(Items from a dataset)
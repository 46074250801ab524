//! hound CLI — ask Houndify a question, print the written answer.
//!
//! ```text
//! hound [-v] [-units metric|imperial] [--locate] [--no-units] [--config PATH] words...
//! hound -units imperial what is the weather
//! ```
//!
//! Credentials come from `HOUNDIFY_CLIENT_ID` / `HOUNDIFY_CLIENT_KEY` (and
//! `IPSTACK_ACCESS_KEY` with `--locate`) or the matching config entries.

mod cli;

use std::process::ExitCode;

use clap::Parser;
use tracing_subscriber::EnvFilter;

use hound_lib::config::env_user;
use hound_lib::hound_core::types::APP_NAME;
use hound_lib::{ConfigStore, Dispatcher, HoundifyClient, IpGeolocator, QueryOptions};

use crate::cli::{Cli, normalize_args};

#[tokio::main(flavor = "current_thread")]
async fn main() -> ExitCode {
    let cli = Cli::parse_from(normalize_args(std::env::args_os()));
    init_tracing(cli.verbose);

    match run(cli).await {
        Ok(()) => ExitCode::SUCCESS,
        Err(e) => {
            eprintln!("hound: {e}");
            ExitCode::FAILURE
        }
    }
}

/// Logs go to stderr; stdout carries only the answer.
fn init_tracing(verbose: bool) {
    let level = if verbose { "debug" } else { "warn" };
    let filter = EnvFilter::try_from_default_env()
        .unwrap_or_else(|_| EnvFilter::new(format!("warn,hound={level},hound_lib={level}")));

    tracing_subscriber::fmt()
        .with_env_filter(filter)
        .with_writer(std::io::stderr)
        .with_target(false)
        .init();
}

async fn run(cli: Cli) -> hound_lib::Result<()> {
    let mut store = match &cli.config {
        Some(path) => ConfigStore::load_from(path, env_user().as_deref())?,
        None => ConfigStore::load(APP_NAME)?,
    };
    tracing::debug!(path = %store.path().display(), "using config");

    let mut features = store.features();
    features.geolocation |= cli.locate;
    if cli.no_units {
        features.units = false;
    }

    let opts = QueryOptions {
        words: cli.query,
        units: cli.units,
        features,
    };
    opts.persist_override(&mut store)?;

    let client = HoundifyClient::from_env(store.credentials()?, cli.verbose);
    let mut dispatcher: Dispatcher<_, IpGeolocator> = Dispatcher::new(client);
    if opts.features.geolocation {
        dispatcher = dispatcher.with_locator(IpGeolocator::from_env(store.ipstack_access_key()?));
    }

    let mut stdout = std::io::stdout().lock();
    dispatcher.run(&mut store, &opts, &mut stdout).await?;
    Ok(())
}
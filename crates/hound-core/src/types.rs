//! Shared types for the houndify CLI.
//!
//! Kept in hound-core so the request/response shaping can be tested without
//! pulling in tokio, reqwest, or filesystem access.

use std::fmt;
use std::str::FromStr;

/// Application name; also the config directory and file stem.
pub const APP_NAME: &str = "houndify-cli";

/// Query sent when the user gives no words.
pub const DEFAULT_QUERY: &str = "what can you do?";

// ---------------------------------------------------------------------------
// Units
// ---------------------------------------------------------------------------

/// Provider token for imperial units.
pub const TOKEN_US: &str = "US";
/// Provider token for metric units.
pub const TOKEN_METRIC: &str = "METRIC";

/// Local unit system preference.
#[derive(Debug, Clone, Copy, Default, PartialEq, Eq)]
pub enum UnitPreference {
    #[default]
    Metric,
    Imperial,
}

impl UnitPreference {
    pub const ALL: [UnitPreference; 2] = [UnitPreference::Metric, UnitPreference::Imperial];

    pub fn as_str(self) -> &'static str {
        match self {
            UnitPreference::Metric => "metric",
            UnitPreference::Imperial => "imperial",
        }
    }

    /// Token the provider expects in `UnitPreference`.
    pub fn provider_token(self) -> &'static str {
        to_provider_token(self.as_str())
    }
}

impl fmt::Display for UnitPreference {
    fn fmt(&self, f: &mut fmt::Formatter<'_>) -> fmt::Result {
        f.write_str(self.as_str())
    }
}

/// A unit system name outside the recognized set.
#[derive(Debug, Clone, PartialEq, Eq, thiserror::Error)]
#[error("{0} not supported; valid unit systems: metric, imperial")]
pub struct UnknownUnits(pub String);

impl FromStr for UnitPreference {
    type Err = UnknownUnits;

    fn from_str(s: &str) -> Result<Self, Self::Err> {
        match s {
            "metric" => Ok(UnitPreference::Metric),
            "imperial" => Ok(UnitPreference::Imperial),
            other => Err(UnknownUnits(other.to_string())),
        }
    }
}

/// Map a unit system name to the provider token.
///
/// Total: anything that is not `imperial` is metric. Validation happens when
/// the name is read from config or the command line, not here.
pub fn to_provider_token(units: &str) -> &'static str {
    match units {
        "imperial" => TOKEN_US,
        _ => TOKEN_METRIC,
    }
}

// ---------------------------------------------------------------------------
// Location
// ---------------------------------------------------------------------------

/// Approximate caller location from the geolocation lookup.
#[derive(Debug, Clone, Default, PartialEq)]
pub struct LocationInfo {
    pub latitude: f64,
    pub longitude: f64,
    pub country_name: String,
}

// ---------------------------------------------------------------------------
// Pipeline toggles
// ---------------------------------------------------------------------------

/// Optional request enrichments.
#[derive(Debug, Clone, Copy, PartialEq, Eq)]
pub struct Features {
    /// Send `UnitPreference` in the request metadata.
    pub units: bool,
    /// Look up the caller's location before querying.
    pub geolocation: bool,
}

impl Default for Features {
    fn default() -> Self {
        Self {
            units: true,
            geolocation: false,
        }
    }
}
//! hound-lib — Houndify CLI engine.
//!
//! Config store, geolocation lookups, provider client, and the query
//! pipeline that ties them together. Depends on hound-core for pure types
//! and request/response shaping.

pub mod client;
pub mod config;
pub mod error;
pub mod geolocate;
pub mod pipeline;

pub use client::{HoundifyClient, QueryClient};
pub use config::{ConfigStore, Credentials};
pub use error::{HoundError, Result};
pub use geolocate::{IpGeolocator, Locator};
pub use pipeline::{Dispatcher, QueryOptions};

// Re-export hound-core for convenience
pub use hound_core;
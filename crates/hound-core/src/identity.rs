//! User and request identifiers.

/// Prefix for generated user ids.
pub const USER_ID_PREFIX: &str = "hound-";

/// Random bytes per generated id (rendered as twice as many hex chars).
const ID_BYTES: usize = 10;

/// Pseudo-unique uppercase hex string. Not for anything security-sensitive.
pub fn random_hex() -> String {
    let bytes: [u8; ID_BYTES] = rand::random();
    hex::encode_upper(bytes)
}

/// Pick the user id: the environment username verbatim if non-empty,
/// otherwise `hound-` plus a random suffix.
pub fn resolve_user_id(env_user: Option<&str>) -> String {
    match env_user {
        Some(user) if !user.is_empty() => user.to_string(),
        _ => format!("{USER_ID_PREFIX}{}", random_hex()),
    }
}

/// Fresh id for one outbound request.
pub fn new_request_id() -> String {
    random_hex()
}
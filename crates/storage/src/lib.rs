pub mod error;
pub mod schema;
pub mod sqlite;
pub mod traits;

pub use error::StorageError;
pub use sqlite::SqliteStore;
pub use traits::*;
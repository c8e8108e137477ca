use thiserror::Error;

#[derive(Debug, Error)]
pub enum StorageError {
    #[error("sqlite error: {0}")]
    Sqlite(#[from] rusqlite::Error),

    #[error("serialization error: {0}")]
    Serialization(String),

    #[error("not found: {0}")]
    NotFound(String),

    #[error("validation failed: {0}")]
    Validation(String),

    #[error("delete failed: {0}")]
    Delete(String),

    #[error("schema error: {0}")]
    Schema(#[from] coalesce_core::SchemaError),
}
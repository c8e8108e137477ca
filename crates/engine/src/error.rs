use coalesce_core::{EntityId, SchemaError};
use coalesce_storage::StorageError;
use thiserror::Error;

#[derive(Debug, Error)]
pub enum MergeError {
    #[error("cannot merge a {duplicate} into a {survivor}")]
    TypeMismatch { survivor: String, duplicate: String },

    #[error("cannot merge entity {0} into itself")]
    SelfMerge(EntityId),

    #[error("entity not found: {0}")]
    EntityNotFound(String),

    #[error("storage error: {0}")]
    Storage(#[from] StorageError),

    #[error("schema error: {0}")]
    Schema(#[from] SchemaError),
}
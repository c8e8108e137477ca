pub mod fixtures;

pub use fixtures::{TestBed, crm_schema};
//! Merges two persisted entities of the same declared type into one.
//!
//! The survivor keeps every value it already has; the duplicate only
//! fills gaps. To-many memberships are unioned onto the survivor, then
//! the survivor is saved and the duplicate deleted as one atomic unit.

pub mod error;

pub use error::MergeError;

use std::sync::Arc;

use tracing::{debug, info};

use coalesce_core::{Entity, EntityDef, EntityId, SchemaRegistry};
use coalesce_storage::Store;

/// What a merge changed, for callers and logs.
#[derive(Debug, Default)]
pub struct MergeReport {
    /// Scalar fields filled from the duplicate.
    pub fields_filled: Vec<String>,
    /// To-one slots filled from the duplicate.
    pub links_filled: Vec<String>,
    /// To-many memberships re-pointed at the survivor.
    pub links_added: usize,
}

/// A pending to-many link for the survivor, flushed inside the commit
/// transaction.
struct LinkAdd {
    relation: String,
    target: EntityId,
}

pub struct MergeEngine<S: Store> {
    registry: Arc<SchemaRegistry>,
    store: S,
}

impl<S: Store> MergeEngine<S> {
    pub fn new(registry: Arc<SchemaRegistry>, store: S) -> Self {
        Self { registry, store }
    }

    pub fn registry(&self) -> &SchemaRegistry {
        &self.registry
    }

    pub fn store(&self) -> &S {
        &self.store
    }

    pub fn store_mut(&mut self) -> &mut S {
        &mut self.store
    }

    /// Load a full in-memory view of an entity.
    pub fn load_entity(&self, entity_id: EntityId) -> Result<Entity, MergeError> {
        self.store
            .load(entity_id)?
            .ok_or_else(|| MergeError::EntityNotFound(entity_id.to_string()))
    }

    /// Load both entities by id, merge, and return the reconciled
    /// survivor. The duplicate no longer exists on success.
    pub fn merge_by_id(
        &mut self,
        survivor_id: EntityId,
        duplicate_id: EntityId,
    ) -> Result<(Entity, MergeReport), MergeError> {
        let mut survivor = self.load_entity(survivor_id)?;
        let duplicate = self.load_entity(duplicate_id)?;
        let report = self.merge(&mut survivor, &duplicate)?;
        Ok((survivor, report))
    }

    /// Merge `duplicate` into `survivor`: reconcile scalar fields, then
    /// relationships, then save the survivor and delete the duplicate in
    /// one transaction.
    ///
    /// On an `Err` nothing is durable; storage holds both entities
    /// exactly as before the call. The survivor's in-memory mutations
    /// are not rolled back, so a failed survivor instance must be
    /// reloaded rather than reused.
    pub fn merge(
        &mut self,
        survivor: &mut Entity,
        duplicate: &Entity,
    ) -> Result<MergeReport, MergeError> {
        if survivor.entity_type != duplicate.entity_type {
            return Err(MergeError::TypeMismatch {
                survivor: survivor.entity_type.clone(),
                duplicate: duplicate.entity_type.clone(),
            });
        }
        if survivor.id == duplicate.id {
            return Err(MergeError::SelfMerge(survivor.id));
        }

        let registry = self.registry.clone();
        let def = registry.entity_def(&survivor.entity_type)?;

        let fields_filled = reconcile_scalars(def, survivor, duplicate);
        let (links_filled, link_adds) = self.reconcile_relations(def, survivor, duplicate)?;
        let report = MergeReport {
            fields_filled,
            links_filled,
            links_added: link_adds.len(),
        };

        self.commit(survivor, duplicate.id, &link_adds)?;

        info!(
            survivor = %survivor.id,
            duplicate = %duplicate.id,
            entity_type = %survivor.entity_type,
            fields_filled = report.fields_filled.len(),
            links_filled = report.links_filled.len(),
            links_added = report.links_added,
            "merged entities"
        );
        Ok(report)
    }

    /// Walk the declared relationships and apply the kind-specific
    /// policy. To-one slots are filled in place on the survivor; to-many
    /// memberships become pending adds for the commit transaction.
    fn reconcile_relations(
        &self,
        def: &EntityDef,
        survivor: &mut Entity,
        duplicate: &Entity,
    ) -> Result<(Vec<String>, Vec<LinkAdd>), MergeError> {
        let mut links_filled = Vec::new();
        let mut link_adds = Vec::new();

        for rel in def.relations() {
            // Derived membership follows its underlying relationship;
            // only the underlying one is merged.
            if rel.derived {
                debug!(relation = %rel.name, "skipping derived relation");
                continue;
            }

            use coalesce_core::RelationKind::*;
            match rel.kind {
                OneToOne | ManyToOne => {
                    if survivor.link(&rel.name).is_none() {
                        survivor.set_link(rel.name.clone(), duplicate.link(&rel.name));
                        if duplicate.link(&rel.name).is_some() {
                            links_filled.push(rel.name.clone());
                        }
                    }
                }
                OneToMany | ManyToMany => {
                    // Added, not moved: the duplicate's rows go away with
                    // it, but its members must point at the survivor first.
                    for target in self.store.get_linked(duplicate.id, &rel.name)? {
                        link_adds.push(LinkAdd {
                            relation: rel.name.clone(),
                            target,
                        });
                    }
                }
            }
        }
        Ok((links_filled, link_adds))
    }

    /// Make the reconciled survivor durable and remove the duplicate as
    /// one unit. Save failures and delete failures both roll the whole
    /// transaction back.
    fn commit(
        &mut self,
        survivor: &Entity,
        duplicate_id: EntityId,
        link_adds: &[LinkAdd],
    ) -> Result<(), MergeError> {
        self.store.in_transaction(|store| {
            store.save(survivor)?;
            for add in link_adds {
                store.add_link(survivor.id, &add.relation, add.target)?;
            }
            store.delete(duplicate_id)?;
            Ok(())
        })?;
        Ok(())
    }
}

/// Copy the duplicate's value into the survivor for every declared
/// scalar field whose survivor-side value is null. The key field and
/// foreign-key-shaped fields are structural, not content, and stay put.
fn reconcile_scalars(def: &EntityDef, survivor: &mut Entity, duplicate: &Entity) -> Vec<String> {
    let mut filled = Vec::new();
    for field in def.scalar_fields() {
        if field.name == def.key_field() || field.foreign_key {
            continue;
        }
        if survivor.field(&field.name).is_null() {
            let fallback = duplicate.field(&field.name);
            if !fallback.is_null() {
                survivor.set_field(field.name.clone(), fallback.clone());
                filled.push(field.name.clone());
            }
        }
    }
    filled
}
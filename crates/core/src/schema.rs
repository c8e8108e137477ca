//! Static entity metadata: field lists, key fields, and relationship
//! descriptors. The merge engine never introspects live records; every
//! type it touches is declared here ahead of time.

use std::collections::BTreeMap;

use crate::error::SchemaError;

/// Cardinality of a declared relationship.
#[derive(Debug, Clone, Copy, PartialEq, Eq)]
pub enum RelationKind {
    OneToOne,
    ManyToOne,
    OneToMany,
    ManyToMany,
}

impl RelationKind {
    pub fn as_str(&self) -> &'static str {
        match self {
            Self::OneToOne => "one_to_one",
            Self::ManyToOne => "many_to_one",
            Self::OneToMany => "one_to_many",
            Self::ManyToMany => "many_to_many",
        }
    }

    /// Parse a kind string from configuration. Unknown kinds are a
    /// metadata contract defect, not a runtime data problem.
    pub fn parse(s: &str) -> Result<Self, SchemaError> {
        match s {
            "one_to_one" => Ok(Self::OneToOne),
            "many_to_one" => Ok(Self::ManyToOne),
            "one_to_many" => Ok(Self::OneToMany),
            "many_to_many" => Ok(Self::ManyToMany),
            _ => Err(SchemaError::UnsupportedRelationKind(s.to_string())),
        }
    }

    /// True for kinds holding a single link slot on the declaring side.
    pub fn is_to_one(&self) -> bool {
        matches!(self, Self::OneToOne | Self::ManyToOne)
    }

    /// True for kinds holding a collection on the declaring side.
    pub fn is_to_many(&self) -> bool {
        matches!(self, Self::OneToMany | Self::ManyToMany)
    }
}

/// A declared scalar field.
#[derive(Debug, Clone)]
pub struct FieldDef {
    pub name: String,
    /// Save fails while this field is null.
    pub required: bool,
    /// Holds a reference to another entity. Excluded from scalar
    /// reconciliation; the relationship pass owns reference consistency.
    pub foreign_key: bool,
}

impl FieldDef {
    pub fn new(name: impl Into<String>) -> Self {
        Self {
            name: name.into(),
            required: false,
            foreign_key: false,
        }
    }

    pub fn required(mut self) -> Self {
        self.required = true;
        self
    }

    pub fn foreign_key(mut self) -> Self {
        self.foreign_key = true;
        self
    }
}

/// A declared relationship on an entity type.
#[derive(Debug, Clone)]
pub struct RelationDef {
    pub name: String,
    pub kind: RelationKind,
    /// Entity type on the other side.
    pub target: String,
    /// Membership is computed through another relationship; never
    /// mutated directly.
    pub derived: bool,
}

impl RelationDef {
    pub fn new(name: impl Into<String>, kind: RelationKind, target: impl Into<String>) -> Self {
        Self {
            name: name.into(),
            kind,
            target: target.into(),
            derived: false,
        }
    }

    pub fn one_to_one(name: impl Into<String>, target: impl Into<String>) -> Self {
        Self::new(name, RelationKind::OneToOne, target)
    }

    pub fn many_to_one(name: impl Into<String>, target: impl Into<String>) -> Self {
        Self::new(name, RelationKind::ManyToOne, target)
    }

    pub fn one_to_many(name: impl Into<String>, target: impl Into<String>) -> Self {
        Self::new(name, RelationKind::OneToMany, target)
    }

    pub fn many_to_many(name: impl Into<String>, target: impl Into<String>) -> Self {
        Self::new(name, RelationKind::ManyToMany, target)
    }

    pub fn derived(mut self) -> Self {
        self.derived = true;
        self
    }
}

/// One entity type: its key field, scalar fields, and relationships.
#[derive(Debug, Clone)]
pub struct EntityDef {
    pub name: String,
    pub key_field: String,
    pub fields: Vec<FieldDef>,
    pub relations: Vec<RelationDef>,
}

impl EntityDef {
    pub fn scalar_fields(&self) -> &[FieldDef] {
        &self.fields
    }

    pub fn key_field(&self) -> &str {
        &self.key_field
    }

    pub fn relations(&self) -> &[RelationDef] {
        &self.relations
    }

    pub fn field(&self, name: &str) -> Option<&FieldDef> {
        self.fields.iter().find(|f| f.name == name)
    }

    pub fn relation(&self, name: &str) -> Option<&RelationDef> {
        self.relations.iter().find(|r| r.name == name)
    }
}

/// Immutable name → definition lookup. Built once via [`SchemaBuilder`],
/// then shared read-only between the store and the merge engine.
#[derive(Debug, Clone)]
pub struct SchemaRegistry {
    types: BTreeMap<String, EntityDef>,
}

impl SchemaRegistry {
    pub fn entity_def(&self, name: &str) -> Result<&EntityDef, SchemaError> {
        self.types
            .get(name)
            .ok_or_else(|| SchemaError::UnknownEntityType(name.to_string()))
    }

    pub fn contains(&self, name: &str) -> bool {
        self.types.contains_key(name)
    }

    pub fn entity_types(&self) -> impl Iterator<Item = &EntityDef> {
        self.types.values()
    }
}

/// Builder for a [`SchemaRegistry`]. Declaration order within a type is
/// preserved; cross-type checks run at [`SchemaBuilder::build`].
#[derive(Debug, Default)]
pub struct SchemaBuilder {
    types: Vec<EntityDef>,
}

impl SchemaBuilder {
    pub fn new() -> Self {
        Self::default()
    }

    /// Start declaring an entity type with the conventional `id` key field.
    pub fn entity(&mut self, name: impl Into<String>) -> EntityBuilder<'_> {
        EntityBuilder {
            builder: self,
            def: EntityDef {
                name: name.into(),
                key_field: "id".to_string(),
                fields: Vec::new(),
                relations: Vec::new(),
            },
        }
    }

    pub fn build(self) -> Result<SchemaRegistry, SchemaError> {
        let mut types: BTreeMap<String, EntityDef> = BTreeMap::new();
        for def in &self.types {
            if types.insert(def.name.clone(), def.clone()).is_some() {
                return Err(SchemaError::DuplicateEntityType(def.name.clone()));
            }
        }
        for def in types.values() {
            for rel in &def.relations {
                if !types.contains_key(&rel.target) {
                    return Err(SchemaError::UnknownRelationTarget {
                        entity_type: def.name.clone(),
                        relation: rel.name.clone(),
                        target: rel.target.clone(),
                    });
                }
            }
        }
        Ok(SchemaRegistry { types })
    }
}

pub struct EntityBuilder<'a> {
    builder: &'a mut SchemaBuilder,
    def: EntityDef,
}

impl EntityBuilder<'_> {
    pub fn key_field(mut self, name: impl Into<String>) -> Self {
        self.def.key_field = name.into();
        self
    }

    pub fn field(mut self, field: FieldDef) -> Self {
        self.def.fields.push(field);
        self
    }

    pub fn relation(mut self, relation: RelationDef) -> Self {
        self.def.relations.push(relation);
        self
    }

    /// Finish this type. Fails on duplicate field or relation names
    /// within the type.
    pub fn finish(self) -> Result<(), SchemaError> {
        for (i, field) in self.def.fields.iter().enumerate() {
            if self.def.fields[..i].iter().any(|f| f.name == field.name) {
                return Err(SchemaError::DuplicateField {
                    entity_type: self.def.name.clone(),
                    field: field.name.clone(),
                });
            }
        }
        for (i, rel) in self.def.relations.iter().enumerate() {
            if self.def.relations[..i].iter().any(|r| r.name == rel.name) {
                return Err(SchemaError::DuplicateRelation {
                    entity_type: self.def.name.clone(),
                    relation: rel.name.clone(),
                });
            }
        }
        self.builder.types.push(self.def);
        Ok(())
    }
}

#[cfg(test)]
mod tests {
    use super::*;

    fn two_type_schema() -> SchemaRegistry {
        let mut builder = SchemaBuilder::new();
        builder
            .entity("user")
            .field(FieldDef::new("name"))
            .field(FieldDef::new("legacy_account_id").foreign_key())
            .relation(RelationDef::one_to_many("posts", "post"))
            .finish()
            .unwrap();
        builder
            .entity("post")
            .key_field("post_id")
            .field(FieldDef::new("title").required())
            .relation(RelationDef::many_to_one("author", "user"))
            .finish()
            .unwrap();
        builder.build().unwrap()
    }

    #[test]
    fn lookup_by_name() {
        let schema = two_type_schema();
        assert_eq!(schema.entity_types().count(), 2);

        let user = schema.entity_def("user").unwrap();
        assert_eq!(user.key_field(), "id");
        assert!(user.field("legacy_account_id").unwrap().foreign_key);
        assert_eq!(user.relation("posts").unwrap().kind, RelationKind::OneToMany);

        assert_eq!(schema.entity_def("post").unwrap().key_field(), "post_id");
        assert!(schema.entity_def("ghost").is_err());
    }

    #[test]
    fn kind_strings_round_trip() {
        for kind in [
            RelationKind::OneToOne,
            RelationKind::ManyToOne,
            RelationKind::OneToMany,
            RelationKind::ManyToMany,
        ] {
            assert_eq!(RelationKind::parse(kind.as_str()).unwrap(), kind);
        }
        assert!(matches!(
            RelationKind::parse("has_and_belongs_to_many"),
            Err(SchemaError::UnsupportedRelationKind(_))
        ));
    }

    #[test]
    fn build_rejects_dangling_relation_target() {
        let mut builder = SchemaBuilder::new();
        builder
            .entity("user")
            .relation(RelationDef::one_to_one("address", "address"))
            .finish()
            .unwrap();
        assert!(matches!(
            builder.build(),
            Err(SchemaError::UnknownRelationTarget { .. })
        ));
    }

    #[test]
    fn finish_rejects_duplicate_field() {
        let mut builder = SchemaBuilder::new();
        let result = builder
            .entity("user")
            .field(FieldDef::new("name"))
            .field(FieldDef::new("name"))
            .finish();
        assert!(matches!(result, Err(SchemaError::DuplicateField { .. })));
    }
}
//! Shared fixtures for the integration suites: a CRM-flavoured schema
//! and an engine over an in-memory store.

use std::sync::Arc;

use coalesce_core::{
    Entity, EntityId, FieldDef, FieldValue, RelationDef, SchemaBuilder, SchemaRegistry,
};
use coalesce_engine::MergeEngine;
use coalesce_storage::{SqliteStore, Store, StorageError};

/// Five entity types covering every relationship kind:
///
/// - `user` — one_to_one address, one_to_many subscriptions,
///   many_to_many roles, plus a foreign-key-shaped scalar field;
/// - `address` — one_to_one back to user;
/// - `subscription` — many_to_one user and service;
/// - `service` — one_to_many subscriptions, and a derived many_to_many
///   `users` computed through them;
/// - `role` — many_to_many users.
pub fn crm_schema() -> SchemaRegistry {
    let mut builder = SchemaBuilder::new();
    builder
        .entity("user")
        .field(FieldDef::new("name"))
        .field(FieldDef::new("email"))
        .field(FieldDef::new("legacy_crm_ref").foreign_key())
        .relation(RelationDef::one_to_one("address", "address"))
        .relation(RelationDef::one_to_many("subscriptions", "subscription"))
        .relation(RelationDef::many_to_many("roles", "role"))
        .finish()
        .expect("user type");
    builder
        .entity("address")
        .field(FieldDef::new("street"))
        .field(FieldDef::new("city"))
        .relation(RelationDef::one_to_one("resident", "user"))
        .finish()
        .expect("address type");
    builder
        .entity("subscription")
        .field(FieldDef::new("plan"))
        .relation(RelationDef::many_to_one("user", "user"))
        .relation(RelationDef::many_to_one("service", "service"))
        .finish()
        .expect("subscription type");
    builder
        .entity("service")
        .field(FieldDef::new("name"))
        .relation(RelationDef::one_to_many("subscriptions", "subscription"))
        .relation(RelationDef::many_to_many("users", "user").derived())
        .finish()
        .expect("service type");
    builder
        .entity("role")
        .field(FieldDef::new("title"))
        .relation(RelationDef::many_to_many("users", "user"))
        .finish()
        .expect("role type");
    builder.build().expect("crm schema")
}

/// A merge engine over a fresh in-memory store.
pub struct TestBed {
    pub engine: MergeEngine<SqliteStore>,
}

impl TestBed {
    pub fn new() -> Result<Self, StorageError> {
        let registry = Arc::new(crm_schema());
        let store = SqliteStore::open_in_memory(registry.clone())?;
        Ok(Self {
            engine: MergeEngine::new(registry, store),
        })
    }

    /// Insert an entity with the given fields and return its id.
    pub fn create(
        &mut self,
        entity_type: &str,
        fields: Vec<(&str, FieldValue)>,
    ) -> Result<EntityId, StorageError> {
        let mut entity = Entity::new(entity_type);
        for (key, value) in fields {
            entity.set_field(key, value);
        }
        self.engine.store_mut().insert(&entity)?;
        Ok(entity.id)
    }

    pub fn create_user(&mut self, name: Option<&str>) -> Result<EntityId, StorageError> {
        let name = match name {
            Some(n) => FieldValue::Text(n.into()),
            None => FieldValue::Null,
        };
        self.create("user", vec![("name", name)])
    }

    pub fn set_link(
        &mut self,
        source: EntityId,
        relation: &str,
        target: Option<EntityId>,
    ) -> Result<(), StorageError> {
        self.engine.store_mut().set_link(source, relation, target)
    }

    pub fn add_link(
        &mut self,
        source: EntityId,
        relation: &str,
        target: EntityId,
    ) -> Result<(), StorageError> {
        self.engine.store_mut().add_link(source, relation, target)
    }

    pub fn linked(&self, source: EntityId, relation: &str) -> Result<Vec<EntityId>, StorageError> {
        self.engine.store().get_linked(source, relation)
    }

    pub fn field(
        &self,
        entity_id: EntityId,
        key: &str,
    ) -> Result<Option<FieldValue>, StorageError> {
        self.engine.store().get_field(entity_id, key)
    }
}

What to produce. Out of the records, collect only those lines that contain the string "holding".

Response box.
    /// True for kinds holding a single link slot on the declaring side.
    /// True for kinds holding a collection on the declaring side.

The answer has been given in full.